5.3. Alternative imaging guidance methods

While one of the biggest advantages of all histotripsy approaches is that they can be guided and monitored with ultrasound due to the high change in impedance between soft tissues and bubbles, ultrasound imaging guidance is very difficult when a bone is in the ultrasound imaging path. Two big areas where histotripsy is being investigated include targets behind the ribs and in the brain. Some researchers have turned to magnetic resonance (MR) imaging as an alternative. Anthony et al. [Citation144] compared B-mode ultrasound to T2-, T1- and diffusion-weighted MR imaging after the creation of shock-scattering histotripsy lesions in tissues and tissue-mimicking phantoms and found that passive cavitation imaging provided a better prediction of liquefaction than post-treatment assessment via B-mode or MR images. They also found that T2-weighted images more accurately reflected liquefaction than posthoc B-mode imaging. As MR is expected to be particularly useful for brain monitoring, Lu et al. [Citation122] evaluated pre- and post-MR imaging of in vivo porcine brains before and after treatment through an ex vivo human skull.

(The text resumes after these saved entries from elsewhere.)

//! Run orchestration: token, candidates, then per-candidate resolution under a deadline.
use crate::location::LocationEngine;
use crate::models::{AsnInfo, LocatorResult, NetworkInfo, OcaCandidate, OcaRecord};
use crate::network::{lookup_or_unknown, resolve_hostname};
use crate::{LocatorError, OcaLocator};
use chrono::Utc;
use futures::stream::{self, StreamExt};
use std::future::Future;
use tokio::time::Instant;
use tracing::{debug, info, warn};

/// Await `fut` unless the run deadline passes first.
async fn before_deadline<T, F>(deadline: Instant, stage: &'static str, fut: F) -> Result<T, LocatorError>
where
    F: Future<Output = Result<T, LocatorError>>,
{
    match tokio::time::timeout_at(deadline, fut).await {
        Ok(res) => res,
        Err(_) => Err(LocatorError::DeadlineExceeded { stage }),
    }
}

impl OcaLocator {
    /// Run the full discovery pipeline.
    ///
    /// Fails only if the token or the candidate list cannot be obtained. Otherwise the
    /// result holds exactly one record per candidate, in candidate order; candidates still
    /// in flight when the deadline passes are reported as unresolved.
    pub async fn locate(&self) -> Result<LocatorResult, LocatorError> {
        let deadline = Instant::now() + self.config.deadline;
        let query_time = Utc::now();

        let (network, token) = tokio::join!(
            async {
                tokio::time::timeout_at(deadline, self.network_info())
                    .await
                    .unwrap_or_else(|_| {
                        warn!("local network lookup did not finish before the deadline");
                        NetworkInfo::default()
                    })
            },
            before_deadline(deadline, "token extraction", self.token())
        );
        let token = token?;

        let candidates =
            before_deadline(deadline, "candidate fetch", self.speedtest.candidates(&token))
                .await?;

        let records = self
            .process_candidates(candidates, network.asn, deadline)
            .await;
        info!(
            "located {} of {} OCAs",
            records.iter().filter(|r| r.is_resolved()).count(),
            records.len()
        );

        Ok(LocatorResult {
            network,
            records,
            query_time,
            token,
        })
    }

    /// Resolve given OCA hostnames directly, without contacting fast.com.
    ///
    /// Runs under the same concurrency limit and deadline as [OcaLocator::locate].
    pub async fn locate_hostnames(&self, hostnames: &[String]) -> Vec<OcaRecord> {
        let deadline = Instant::now() + self.config.deadline;
        let network_asn = tokio::time::timeout_at(deadline, self.network_info())
            .await
            .ok()
            .and_then(|network| network.asn);
        let candidates = hostnames
            .iter()
            .map(|hostname| OcaCandidate {
                hostname: hostname.trim().to_ascii_lowercase(),
                url: format!("https://{}/speedtest", hostname.trim()),
                metadata: serde_json::Value::Null,
            })
            .collect();
        self.process_candidates(candidates, network_asn, deadline)
            .await
    }

    async fn process_candidates(
        &self,
        candidates: Vec<OcaCandidate>,
        network_asn: Option<u32>,
        deadline: Instant,
    ) -> Vec<OcaRecord> {
        let engine = self.engine();
        let total = candidates.len();
        let mut slots: Vec<Option<OcaRecord>> = vec![None; total];

        {
            let engine = &engine;
            let mut results = stream::iter(candidates.iter().cloned().enumerate())
                .map(|(idx, candidate)| async move {
                    (idx, self.process_candidate(engine, candidate, network_asn).await)
                })
                .buffer_unordered(self.config.concurrency.max(1));

            loop {
                match tokio::time::timeout_at(deadline, results.next()).await {
                    Ok(Some((idx, record))) => slots[idx] = Some(record),
                    Ok(None) => break,
                    Err(_) => {
                        let done = slots.iter().filter(|s| s.is_some()).count();
                        warn!(
                            "deadline reached with {} of {} candidates unfinished",
                            total - done,
                            total
                        );
                        break;
                    }
                }
            }
            // dropping the stream cancels whatever is still in flight
        }

        slots
            .into_iter()
            .zip(candidates)
            .map(|(slot, candidate)| slot.unwrap_or_else(|| OcaRecord::unresolved(candidate)))
            .collect()
    }

    async fn process_candidate(
        &self,
        engine: &LocationEngine,
        candidate: OcaCandidate,
        network_asn: Option<u32>,
    ) -> OcaRecord {
        let ip = resolve_hostname(self.dns.as_ref(), &candidate.hostname).await;

        let asn_info = match ip {
            Some(ip) if self.config.lookup_oca_asn => {
                lookup_or_unknown(self.whois.as_ref(), ip).await
            }
            _ => AsnInfo::default(),
        };

        let asn = asn_info.asn.or(network_asn);
        let ip_text = ip.map(|ip| ip.to_string());
        let resolution = engine
            .resolve(&candidate.hostname, ip_text.as_deref(), asn)
            .await;
        debug!(
            "{}: ip={:?} asn={:?} method={}",
            candidate.hostname, ip, asn, resolution.method
        );

        OcaRecord::assemble(candidate, ip, asn_info, resolution)
    }
}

They found MR-evident lesions were confined within the intended target volume and a good correlation between histologically evident and MR-visible ablation zones. Thus, while MR is potentially feasible to monitor the lesion post-histotripsy therapy, it cannot provide real-time feedback as to the development of the lesion. Additionally, the size and cost diminish some of the point-of-care benefits of ultrasound-guided histotripsy therapy. Research into cone beam computed tomography (CBCT) to monitor histotripsy treatment is in its early stages. Toward that end, Kutlu et al. [Citation145] have developed a red-blood-cell phantom layered with barium for lesion visualization on B-mode ultrasound and CBCT. Wagner et al. [Citation146] used a combination of CBCT and 2D fluoroscopy to improve targeting and allow for full automation of the histotripsy treatment without ultrasound guidance. CBCT is a promising technology for automating histotripsy treatments; however, it still suffers from a lack of real-time feedback as to the progression of the treatment.

6. Conclusions

Just like most successful tissue ablation methods, histotripsy has evolved into a collection of complementary techniques, each with specific instrumentation requirements, inherent advantages and limitations that only partially overlap. This, in turn, has expanded the number of current and potential clinical applications of histotripsy and facilitated the acceleration of research addressing common challenges of the histotripsy techniques. Given the promising results of the first clinical trials and continued progress in preclinical and instrumentation research, this growth is expected to continue.

Acknowledgements

The authors would like to acknowledge the research teams at the University of Washington, the Pennsylvania State University and Moscow State University, as well as collaborators from other institutions who have contributed to the development and refinement of histotripsy.

Disclosure statement

Dr. Tatiana Khokhlova has a financial interest in Petal Surgical Inc.

Additional information

Funding

This work was supported by the US National Institutes of Health (R01EB031788, R01AR080120, R01CA258581, R01EB032860, and T32DK007742), and Focused Ultrasound Foundation.